## About this task
Go through the data below and return each line where the string "Option" occurs.

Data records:

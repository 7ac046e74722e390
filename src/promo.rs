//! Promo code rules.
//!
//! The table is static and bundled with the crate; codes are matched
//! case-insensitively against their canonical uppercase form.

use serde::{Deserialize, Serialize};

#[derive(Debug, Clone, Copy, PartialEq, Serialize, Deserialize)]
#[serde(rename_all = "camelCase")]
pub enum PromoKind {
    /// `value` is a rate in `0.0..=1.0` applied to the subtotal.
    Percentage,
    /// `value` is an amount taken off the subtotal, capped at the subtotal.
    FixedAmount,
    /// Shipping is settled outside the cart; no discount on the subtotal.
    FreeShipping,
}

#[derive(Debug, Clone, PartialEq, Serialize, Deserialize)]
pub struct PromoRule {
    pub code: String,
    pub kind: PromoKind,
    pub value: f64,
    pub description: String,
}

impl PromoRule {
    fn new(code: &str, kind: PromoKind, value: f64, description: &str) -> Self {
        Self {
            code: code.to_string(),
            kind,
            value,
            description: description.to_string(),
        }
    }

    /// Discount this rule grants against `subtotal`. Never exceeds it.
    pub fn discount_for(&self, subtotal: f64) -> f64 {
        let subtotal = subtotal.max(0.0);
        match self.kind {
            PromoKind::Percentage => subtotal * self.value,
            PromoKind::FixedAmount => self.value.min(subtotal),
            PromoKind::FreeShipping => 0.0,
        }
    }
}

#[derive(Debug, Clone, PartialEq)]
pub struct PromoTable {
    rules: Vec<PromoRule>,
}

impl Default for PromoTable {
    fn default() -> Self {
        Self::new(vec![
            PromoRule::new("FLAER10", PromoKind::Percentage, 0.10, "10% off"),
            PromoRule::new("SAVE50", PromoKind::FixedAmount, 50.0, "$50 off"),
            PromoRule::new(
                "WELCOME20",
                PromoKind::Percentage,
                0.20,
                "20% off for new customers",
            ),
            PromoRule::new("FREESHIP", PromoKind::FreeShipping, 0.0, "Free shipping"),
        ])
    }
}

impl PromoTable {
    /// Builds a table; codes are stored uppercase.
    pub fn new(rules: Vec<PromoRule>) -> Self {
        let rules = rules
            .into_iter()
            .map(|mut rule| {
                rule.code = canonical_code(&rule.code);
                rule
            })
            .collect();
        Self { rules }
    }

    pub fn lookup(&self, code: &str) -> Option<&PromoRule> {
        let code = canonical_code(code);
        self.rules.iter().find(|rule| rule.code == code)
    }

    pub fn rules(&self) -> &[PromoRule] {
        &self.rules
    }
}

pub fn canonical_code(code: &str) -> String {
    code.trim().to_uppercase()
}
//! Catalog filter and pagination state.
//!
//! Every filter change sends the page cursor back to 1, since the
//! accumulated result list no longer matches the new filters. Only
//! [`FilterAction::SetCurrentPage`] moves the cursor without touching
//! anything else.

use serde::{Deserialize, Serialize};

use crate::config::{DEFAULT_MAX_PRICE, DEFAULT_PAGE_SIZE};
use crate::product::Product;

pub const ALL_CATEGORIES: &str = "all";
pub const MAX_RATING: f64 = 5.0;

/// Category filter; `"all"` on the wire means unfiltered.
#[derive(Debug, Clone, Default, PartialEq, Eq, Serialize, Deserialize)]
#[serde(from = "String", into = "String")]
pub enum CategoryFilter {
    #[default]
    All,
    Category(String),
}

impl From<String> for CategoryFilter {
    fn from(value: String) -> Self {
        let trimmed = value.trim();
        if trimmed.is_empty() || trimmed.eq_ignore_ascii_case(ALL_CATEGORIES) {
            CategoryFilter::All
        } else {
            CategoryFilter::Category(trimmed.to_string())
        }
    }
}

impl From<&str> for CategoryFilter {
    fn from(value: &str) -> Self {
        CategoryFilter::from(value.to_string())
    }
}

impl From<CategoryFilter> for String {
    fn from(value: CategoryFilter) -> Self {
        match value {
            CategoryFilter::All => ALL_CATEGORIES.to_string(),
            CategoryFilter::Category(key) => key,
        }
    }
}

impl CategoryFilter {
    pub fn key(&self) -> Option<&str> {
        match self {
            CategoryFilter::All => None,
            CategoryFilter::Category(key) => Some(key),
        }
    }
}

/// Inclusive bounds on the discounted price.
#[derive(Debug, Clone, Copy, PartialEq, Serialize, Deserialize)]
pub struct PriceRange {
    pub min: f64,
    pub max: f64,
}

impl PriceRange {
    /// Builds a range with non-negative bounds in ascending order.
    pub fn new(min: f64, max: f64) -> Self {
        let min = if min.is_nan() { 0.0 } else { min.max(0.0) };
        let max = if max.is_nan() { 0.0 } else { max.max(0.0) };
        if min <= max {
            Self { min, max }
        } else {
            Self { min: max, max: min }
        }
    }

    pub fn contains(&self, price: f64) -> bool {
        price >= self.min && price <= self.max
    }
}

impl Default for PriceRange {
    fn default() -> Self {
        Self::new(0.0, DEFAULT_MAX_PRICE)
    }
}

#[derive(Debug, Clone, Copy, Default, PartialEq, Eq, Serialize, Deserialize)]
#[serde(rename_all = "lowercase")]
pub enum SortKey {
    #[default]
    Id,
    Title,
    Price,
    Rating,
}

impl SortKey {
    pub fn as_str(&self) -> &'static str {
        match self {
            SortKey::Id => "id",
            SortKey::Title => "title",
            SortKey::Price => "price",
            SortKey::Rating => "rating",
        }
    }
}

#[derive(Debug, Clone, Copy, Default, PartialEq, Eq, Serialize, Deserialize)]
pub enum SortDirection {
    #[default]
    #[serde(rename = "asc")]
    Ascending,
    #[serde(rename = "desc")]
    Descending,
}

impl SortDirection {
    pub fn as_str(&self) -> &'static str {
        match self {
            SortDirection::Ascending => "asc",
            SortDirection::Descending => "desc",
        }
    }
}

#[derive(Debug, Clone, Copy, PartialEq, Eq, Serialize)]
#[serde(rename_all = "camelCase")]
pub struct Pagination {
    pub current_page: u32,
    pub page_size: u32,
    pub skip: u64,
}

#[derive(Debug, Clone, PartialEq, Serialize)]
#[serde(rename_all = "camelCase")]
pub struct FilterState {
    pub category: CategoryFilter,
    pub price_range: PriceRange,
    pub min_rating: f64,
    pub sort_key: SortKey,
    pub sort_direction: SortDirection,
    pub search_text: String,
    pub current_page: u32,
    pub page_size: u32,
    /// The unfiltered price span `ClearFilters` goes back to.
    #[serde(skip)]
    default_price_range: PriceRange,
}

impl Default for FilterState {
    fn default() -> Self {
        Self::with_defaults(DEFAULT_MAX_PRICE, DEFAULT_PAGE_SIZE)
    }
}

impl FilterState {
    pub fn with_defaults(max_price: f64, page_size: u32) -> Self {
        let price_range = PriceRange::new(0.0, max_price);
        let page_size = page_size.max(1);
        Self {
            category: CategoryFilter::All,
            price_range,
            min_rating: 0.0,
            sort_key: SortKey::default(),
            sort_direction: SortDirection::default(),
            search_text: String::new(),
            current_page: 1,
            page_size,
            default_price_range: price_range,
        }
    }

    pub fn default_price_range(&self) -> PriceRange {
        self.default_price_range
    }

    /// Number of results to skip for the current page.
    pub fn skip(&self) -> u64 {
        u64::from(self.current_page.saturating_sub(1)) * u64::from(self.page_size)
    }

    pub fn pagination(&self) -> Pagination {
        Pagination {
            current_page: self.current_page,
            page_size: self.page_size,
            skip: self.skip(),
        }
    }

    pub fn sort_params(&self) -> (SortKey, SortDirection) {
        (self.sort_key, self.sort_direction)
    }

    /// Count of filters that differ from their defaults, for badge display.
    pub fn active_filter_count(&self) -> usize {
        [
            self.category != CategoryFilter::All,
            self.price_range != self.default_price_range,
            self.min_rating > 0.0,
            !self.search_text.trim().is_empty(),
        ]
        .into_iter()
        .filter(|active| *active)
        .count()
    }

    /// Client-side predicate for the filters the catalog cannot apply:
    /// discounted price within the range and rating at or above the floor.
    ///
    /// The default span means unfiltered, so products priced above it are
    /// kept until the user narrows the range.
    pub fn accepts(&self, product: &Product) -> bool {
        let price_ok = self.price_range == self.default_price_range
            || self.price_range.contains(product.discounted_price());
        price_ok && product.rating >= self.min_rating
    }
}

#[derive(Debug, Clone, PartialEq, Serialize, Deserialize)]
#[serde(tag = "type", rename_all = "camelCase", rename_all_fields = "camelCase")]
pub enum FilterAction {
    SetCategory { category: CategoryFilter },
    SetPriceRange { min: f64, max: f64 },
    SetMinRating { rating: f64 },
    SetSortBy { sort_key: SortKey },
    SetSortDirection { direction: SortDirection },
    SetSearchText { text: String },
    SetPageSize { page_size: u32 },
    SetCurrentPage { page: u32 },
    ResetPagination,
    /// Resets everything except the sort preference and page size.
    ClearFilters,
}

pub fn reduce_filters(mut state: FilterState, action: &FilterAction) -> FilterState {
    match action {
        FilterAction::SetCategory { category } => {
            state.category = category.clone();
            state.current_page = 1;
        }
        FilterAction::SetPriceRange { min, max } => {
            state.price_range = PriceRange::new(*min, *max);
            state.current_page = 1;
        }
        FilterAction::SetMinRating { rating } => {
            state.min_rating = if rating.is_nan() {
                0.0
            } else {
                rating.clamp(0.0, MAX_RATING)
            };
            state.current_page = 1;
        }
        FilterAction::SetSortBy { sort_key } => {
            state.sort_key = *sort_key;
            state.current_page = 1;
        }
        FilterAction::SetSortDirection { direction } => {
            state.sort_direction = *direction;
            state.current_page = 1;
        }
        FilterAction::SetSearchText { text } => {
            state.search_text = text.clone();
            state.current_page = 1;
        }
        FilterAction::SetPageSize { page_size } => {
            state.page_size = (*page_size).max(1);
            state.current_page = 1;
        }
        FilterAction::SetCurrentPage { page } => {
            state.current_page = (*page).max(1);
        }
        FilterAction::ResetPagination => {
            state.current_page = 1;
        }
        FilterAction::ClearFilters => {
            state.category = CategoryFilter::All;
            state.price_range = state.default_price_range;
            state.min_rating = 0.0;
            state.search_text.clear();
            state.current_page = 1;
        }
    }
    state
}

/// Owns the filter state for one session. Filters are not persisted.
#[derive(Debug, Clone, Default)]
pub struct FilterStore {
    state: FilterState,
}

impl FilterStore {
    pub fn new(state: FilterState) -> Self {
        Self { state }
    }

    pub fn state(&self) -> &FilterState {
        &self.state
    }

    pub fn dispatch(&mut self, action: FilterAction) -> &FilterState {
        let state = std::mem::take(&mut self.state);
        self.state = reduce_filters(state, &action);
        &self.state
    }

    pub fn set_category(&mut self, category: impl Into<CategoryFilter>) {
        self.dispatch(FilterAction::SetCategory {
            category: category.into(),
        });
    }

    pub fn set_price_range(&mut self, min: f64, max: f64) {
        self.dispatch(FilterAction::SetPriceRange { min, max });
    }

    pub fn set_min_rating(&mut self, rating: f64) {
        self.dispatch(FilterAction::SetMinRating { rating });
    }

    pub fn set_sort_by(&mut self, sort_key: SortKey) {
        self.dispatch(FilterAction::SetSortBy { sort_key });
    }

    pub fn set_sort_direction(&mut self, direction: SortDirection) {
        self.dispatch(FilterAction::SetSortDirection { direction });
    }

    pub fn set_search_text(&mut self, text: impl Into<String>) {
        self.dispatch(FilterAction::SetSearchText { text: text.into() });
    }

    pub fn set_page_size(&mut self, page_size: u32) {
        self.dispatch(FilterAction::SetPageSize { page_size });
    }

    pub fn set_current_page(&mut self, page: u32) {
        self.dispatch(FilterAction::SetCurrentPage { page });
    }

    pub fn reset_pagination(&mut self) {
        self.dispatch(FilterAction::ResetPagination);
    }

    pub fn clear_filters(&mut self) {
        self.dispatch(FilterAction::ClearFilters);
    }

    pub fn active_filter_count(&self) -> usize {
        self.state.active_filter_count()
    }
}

## Response for this exercise
    pub fn lookup(&self, code: &str) -> Option<&PromoRule> {
    pub fn key(&self) -> Option<&str> {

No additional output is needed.